Going first is especially daunting in a creative environment where it can feel as though your work and ideas are used as an unfair measure of you as a person. Creativity is a forced and vulnerable process. Ideas are by definition unresolved and fragile. On top of this ideas and decisions are influenced by the context in which they are made. The process is fluid. A solution to a technical problem might be shouted down one week, only to be agreed as the best option the following week. Context is everything. To improve your design process you must practice your response to context. To do this, you must overcome the fear of going first.
As contributors to many of today's design teams, architects must put themselves and their views up for review on a regular basis. In spite of the discomfort this causes it is where the most can be learnt about a project and its stakeholders. It is better to be wasteful during the design process than it is to be wasteful in the construction and inhabitation of buildings. All projects begin with somebody putting an idea into the open. This is when a project is most fresh and flexible, it is the time of greatest possibility. For young architects, this stage can be daunting. It was terrifying enough to offer your work up to the scrutiny of university critics, now your ideas are to be interrogated by clients, town planners and the public, all of whom have very different perceptions and expectations.

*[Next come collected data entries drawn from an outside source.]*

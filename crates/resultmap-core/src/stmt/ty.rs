use std::fmt;

/// A domain-level type: the type a value has once it leaves the result set
/// and enters the application.
///
/// [`db::Type`](crate::schema::db::Type) is the relational counterpart. Basic
/// builders infer a `Type` from the column's `db::Type` unless an explicit
/// one is supplied.
#[derive(Debug, Clone, PartialEq, Eq, Hash, PartialOrd, Ord)]
pub enum Type {
    /// Boolean value
    Bool,

    /// Signed 16-bit integer
    I16,

    /// Signed 32-bit integer
    I32,

    /// Signed 64-bit integer
    I64,

    /// 64-bit floating point
    F64,

    /// Arbitrary precision decimal, carried as text
    Decimal,

    /// String type
    String,

    /// Byte array
    Bytes,

    /// Point in time, carried as text
    Timestamp,

    /// An instance of a model
    Model(crate::schema::app::ModelId),

    /// A user-defined type known only by name, such as the target of a
    /// constructor projection.
    Named(String),

    /// A type that could not be inferred
    Unknown,
}

impl Type {
    pub fn named(name: impl Into<String>) -> Self {
        Self::Named(name.into())
    }

    pub fn is_numeric(&self) -> bool {
        matches!(
            self,
            Self::I16 | Self::I32 | Self::I64 | Self::F64 | Self::Decimal
        )
    }
}

impl fmt::Display for Type {
    fn fmt(&self, f: &mut fmt::Formatter<'_>) -> fmt::Result {
        match self {
            Self::Bool => f.write_str("bool"),
            Self::I16 => f.write_str("i16"),
            Self::I32 => f.write_str("i32"),
            Self::I64 => f.write_str("i64"),
            Self::F64 => f.write_str("f64"),
            Self::Decimal => f.write_str("decimal"),
            Self::String => f.write_str("string"),
            Self::Bytes => f.write_str("bytes"),
            Self::Timestamp => f.write_str("timestamp"),
            Self::Model(id) => write!(f, "model({})", id.0),
            Self::Named(name) => f.write_str(name),
            Self::Unknown => f.write_str("unknown"),
        }
    }
}
mod error;
pub use error::{Error, IntoError};

pub mod schema;
pub use schema::Schema;

pub mod stmt;

/// A Result type alias that uses resultmap's [`Error`] type.
pub type Result<T> = core::result::Result<T, Error>;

To overcome the fear of going first, an architect has to realise that they cannot be effective in their role if they do not make their views heard. From concept design, through to technical design and construction, the idea must remain at the centre of the process. Anything that is conceived in the abstract to then be brought into the physical world must compromise, the laws of gravity, economics and build-ability are too powerful. It is the architect’s responsibility to develop the vision for a project and protect the design throughout its navigation of these challenges.
By going first, architects have the opportunity to instigate positive design conversations and influence project outcomes. This is achieved by asking the right questions at the right time so that problems are resolved. Subsequently architects spend most of their day keeping an eye on multiple issues. The complexity of today’s construction industry coerces architects into a reactive design process, defined by standards and regulations beyond our control. Architecture that surrenders to these constraints becomes no more than a physical representation of the law. Compliance with the regulations can be onerous, but it is essential so that all buildings protect users and the general public. An architect must reconcile these often conflicting influences while defending the original creative vision.

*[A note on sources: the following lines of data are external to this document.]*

use super::{Field, FieldId};
use crate::{
    schema::db::{ColumnId, TableId},
    stmt,
};
use std::fmt;

#[derive(Debug, Clone)]
pub struct Model {
    /// Uniquely identifies the model within the schema
    pub id: ModelId,

    /// Name of the model. Embeddables are named after the attribute that
    /// declares them, e.g. `Customer.address`.
    pub name: String,

    /// Distinguishes entities (with tables and identifiers) from embeddables
    pub kind: ModelKind,

    /// Fields contained by the model
    pub fields: Vec<Field>,
}

#[derive(Debug, Clone)]
pub enum ModelKind {
    /// Entity mapped to its own table and addressable by identifier
    Entity(EntityModel),

    /// Component whose columns live in the owning entity's table
    Embeddable(EmbeddableModel),
}

#[derive(Debug, Clone)]
pub struct EntityModel {
    /// Primary table of the entity
    pub table: TableId,

    pub primary_key: PrimaryKey,

    /// Set when rows of the table can belong to more than one entity type
    pub discriminator: Option<Discriminator>,
}

#[derive(Debug, Clone)]
pub struct EmbeddableModel {
    /// Table the embeddable's columns are stored in
    pub table: TableId,

    /// Model declaring the embedded attribute
    pub owner: ModelId,
}

#[derive(Debug, Clone)]
pub struct PrimaryKey {
    /// Fields composing the identifier
    pub fields: Vec<FieldId>,

    /// Identifier columns, in field order
    pub columns: Vec<ColumnId>,
}

#[derive(Debug, Clone)]
pub struct Discriminator {
    pub column: ColumnId,
    pub ty: stmt::Type,
}

#[derive(Copy, Clone, Eq, PartialEq, Hash, PartialOrd, Ord)]
pub struct ModelId(pub usize);

impl Model {
    pub fn is_entity(&self) -> bool {
        matches!(self.kind, ModelKind::Entity(_))
    }

    pub fn is_embeddable(&self) -> bool {
        matches!(self.kind, ModelKind::Embeddable(_))
    }

    pub fn as_entity(&self) -> Option<&EntityModel> {
        match &self.kind {
            ModelKind::Entity(entity) => Some(entity),
            ModelKind::Embeddable(_) => None,
        }
    }

    #[track_caller]
    pub fn expect_entity(&self) -> &EntityModel {
        match &self.kind {
            ModelKind::Entity(entity) => entity,
            ModelKind::Embeddable(_) => panic!("expected entity, but `{}` is embeddable", self.name),
        }
    }

    /// Table holding the model's columns.
    pub fn table(&self) -> TableId {
        match &self.kind {
            ModelKind::Entity(entity) => entity.table,
            ModelKind::Embeddable(embeddable) => embeddable.table,
        }
    }

    pub fn field(&self, field: impl Into<FieldId>) -> &Field {
        let field_id = field.into();
        assert_eq!(self.id, field_id.model);
        &self.fields[field_id.index]
    }

    pub fn field_by_name(&self, name: &str) -> Option<&Field> {
        self.fields.iter().find(|field| field.name == name)
    }

    /// Returns `true` if `field` is one of the identifier fields.
    pub fn is_primary_key_field(&self, field: FieldId) -> bool {
        self.as_entity()
            .map(|entity| entity.primary_key.fields.contains(&field))
            .unwrap_or(false)
    }
}

impl ModelId {
    /// Create a `FieldId` representing the current model's field at index
    /// `index`.
    pub const fn field(self, index: usize) -> FieldId {
        FieldId { model: self, index }
    }
}

impl From<&Model> for ModelId {
    fn from(value: &Model) -> Self {
        value.id
    }
}

impl From<&Self> for ModelId {
    fn from(src: &Self) -> Self {
        *src
    }
}

impl fmt::Debug for ModelId {
    fn fmt(&self, fmt: &mut fmt::Formatter<'_>) -> fmt::Result {
        write!(fmt, "ModelId({})", self.0)
    }
}
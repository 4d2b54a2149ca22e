use crate::{engine::CreationState, results::BasicResult};
use resultmap_core::{schema::db, stmt, Result};

/// A scalar read from one result-set column, by label or by position.
///
/// Immutable once built: cache keys share the instance.
#[derive(Debug, Clone, PartialEq, Eq, Hash)]
pub struct DynamicResultBuilderBasic {
    /// Column label. Columns addressed by position are labeled `c<position>`,
    /// a label that is never looked up in the result set.
    column_name: String,

    /// 1-based position, when the column is addressed by position
    column_position: Option<usize>,

    result_alias: Option<String>,

    /// Overrides the type reported by the result set
    explicit_type: Option<ExplicitType>,
}

/// A type supplied by the mapping instead of inferred from the column.
#[derive(Debug, Clone, PartialEq, Eq, Hash)]
pub enum ExplicitType {
    /// Only the domain type is given
    Domain(stmt::Type),

    /// Both sides of the mapping are given
    Basic(BasicType),
}

#[derive(Debug, Clone, PartialEq, Eq, Hash)]
pub struct BasicType {
    pub jdbc: db::Type,
    pub domain: stmt::Type,
}

impl DynamicResultBuilderBasic {
    pub fn new(column_name: impl Into<String>) -> Self {
        Self {
            column_name: column_name.into(),
            column_position: None,
            result_alias: None,
            explicit_type: None,
        }
    }

    pub fn by_position(position: usize) -> Self {
        Self {
            column_name: format!("c{position}"),
            column_position: Some(position),
            result_alias: None,
            explicit_type: None,
        }
    }

    pub fn with_alias(mut self, alias: impl Into<String>) -> Self {
        self.result_alias = Some(alias.into());
        self
    }

    pub fn with_domain_type(mut self, ty: stmt::Type) -> Self {
        self.explicit_type = Some(ExplicitType::Domain(ty));
        self
    }

    pub fn with_basic_type(mut self, ty: BasicType) -> Self {
        self.explicit_type = Some(ExplicitType::Basic(ty));
        self
    }

    pub fn column_name(&self) -> &str {
        &self.column_name
    }

    pub fn column_position(&self) -> Option<usize> {
        self.column_position
    }

    pub fn result_alias(&self) -> Option<&str> {
        self.result_alias.as_deref()
    }

    pub fn explicit_type(&self) -> Option<&ExplicitType> {
        self.explicit_type.as_ref()
    }

    /// Builds the scalar as result number `position` of the projection.
    pub fn build_result(&self, position: usize, state: &mut CreationState<'_>) -> Result<BasicResult> {
        let selection = state.resolve_raw_selection(&self.column_name, self.column_position)?;

        let ty = match &self.explicit_type {
            Some(ExplicitType::Domain(ty)) => ty.clone(),
            Some(ExplicitType::Basic(ty)) => ty.domain.clone(),
            None => selection.jdbc_type.domain_type(),
        };

        Ok(BasicResult {
            result_position: position,
            values_array_position: selection.values_array_position,
            alias: Some(
                self.result_alias
                    .clone()
                    .unwrap_or_else(|| selection.column_name.clone()),
            ),
            ty,
            converter: None,
        })
    }
}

There is much talk about the architect’s continuing “marginalisation.” Too often, this discussion overlooks the fact that the construction industry has evolved and is now too complex to allow a single profession to take sole responsibility for the design, specification and delivery of buildings. Architects have modified their role to focus on presenting a strong design intent at the beginning of a project, then work hard to keep themselves at the centre of the design process to ensure that the idea is realised. All building professionals are the facilitators of great work. The best way for architects to protect their influence is to cultivate a basic yet broad knowledge of the other specialisms within the construction industry. Be greedy with what you can learn from others, because understanding what is most important to your fellow consultants makes for easier and more inclusive design processes.
In all of this, you should always reserve the right to change your mind. Every decision is influenced by its context. More often than not the ideas that work out well are just as much a product of favourable context as a bad idea is a product of unfavourable circumstances. All that we can do is learn from past decisions, and to do that we have to raise our hands, and go first.